Прощай, Марка! Прощай! Завтра ты сядешь делать уроки, откроешь портфель, а там шоколадка. Вот ты удивишься! Если говорить по правде, мне почему-то не хочется расставаться с бабушкой и с тобой. Мне почему-то хочется, чтобы никто не провожал тебя из школы, кроме меня. И мне не стыдно носить тебе портфель, честное слово! И я уже не сержусь на твою маму, тетю Соню. Она какая-то вообще чудная.

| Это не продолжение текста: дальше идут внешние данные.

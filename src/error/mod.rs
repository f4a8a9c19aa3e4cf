//! Error definitions
//!
//! Every failure raised by the engine is local and synchronous. None of them is
//! retryable: each one means either a misused API or an unmet expectation.

use std::sync::Arc;

use thiserror::Error;

/// Main error type for mockkit
#[derive(Error, Debug, Clone)]
pub enum Error {
    /// A strict mock received a call that no template matches.
    #[error("Call not mocked: {0}")]
    CallNotMocked(String),

    /// A call reached a mock while its templates were being modified, or a
    /// mock was bound to two recording sessions at once.
    #[error(
        "Concurrent templating detected: a mock was called while its templates were being \
         modified, or was bound to a second recording scope"
    )]
    ConcurrentTemplating,

    /// Some, but not all, elements of a spread vararg were given explicit matchers.
    #[error("Varargs ambiguity detected: use explicit matchers for every vararg element or wildcard matchers")]
    VarargAmbiguity,

    /// A vararg pattern contains more than one wildcard matcher.
    #[error("Multiple vararg generic matchers in a single vararg pattern")]
    MultipleVarargWildcards,

    /// Several matchers were left for one non-vararg parameter.
    #[error("Multiple matchers for single argument `{0}`")]
    MultipleMatchersForSingleArg(String),

    /// A composite matcher needed more operands than were recorded.
    #[error("Missing matchers for composite matcher on argument `{0}`")]
    MissingArgMatchers(String),

    /// A spread vararg value was not a sequence.
    #[error("Expected a sequence, but {0} encountered")]
    NotASequence(String),

    /// Assertion failure raised by a verifier.
    #[error("Verification failed: {0}")]
    VerificationFailed(String),

    /// A stubbing block finished without recording any mock call.
    #[error("No mock calls recorded inside the block")]
    NoCallsRecorded,

    /// A suspending answer was resolved for a blocking call.
    #[error("Suspending answer used for blocking call `{0}`")]
    SuspendAnswerInBlockingCall(String),

    /// The answer requested a supertype implementation that the call did not carry.
    #[error("Super call to `{0}` is not available for this call")]
    SuperCallNotAvailable(String),

    /// The object is not a registered mock of this context.
    #[error("Object is not a mock: {0}")]
    ObjectNotMocked(String),

    /// Error raised by a `Throws` answer or by an answer closure.
    #[error(transparent)]
    Thrown(Arc<dyn std::error::Error + Send + Sync>),
}

impl Error {
    /// Create a verification failure.
    #[must_use]
    pub fn verification_failed(message: impl Into<String>) -> Self {
        Self::VerificationFailed(message.into())
    }

    /// Wrap a user error so it can be thrown from an answer.
    #[must_use]
    pub fn thrown<E>(error: E) -> Self
    where
        E: std::error::Error + Send + Sync + 'static,
    {
        Self::Thrown(Arc::new(error))
    }

    /// Returns `true` for the failures a verifier raises.
    #[must_use]
    pub fn is_verification_failure(&self) -> bool {
        matches!(self, Self::VerificationFailed(_))
    }
}

/// Result type alias
pub type Result<T> = std::result::Result<T, Error>;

Помнишь, когда узнала про кабель, что мы нашли на грузовом вокзале, шум подняла… Начала говорить, что это нечестно, что мы превращаемся в бандитов, что мы пропащие… Чего только не наговорила. Она очень щепетильная, и я уверен, что когда она была девчонкой, то ни разу в чужой сад не залезла, ни разу никому не нагрубила, ложилась спать ровно в девять, была примерной, училась только на пятерки. Примерной была девчонкой. Как в сказке. Послушной. И наверное, тетя Соня права, что мы пропащие.

Прощай, дядя Анастас! Ты научил меня стрелять из духового ружья. Три раза я стрелял из малопульки. И хорошо стрелял! На этом и кончилось мое обучение по боевой подготовке.

Прощай, Машук! Веселая гора. И на той горе остается мое имя, написанное масляной краской.

Прощай, теплый город Пятигорск! Не горюй! Я еще вернусь героем.

Да… Я простился со всем миром. С тем миром, в котором жил. Единственное, что я понял тогда, что начинается иная жизнь. И она казалась мне увлекательной, интересной. Я не подозревал, что начнется через несколько часов.

Утром в шесть часов с товарной станции Пятигорска на Мин-Воды отошел эшелон. В теплушках парни, одетые в морскую форму, пели старинную шахтерскую песню, переиначенную на новый лад:

 
Гудки тревожно загудели.
Братишки шли в последний бой,
А молодого краснофлотца
Несут с разбитой головой.
 

В одной из теплушек, в самом темном углу, сидел пацан. Он боялся, что его увидит командир роты и высадит из эшелона на первой же станции. Этим пацаном был я.